With the help of Westinghouse, Rosatom, and France’s Areva, China now boasts the ability to design and construct its own 3+ generation reactor – the Hualong One – a cheap but effective alternative to Western competitors. It speaks volumes that, despite its new indigenous capability, China’s National Nuclear Corporation (CNNC) is still purchasing Russian designed units like the VVER.
For its part, Rosatom, which is already building more latest generation reactors across the world than all its competitors combined, is happy to cash in on the world’s most lucrative market for nuclear power vendors. Nuclear is a primary high-tech Russian export to China beyond weapons systems and commodities, and a number of VVER units are already in operation across the PRC. Two of the proposed VVER-1200’s in this most recent deal will become units 7 and 8 of the Tianwan Nuclear plant in Jiangsu province, where three VVERs are already running (with one scheduled to be completed before 2019).

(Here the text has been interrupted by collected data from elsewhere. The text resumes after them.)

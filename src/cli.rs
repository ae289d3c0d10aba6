use crate::dispatch::Dispatcher;
use std::io::{self, BufRead, Write};

/// REPL mode - interactive session over the same dispatcher the server uses
///
/// Protocol responses go to `output` exactly as a TCP client would see them.
pub fn run_repl(dispatcher: &Dispatcher, input: impl BufRead, mut output: impl Write) -> io::Result<()> {
    writeln!(output, "vemcache - in-memory vector cache")?;
    writeln!(output, "Type 'help' for commands, 'exit' or 'quit' to quit\n")?;

    let mut lines = input.lines();
    loop {
        write!(output, "vemcache> ")?;
        output.flush()?;

        let line = match lines.next() {
            Some(line) => line?,
            None => break,
        };

        let line = line.trim();
        if line.is_empty() {
            continue;
        }

        if line == "exit" || line == "quit" {
            writeln!(output, "Goodbye!")?;
            break;
        }

        if line == "help" {
            print_help(&mut output)?;
            continue;
        }

        writeln!(output, "{}", dispatcher.handle_line(line))?;
    }

    Ok(())
}

fn print_help(output: &mut impl Write) -> io::Result<()> {
    writeln!(output, "Available commands:")?;
    writeln!(output, "  named_insert <key> <v1> <v2> ...  - Insert or replace a vector")?;
    writeln!(output, "  insert <v1> <v2> ...              - Insert under a generated key")?;
    writeln!(output, "  get <key>                         - Retrieve a vector")?;
    writeln!(output, "  remove <key>                      - Delete a vector")?;
    writeln!(output, "  knn <key> <k>                     - K most similar stored vectors")?;
    writeln!(output, "  vadd <key1> <key2>                - Component-wise sum")?;
    writeln!(output, "  vsub <key1> <key2>                - Component-wise difference")?;
    writeln!(output, "  vscale <key> <scalar>             - Multiply by a scalar")?;
    writeln!(output, "  vcosine <key1> <key2>             - Cosine similarity")?;
    writeln!(output, "  count                             - Number of stored vectors")?;
    writeln!(output, "  dump <name>                       - Write a snapshot into the dump dir")?;
    writeln!(output, "  ping                              - Liveness check")?;
    writeln!(output, "  help                              - Show this help")?;
    writeln!(output, "  exit, quit                        - Exit the program")?;
    Ok(())
}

Part of the Russian appeal globally is their all-inclusive package offers for new nuclear plants—financing the cost of reactor construction, employee training, facility operation, and even spent fuel management. Yet, it’s not what works for China, which is one of the very few countries in the world capable of paying cash to foreign nuclear vendors and eager to develop its own nuclear energy and heavy industries.
As with previous VVERs, Chinese companies would carry out construction works and take care of the manufacturing for all auxiliary components and systems, while the Russians would supply the reactors themselves.
It appears that China, having acquired the latest Western nuclear technologies, is now after the most advanced Russian ones. It may well also be exploring new export supply chain opportunities globally as VVERs have managed to become the most common new build design in the world.
What is concerning is that the Russian Federation’s burgeoning nuclear relationship with China fills the void left by the unfulfilled promise of the Western nuclear renaissance.
Per the deal, two of Rosatom’s 1,200 megawatt (MW) reactors are slated for construction on the greenfield site of Xudabao, northeastern China, the very same location where six 1000 MW Westinghouse AP1000 units were planned.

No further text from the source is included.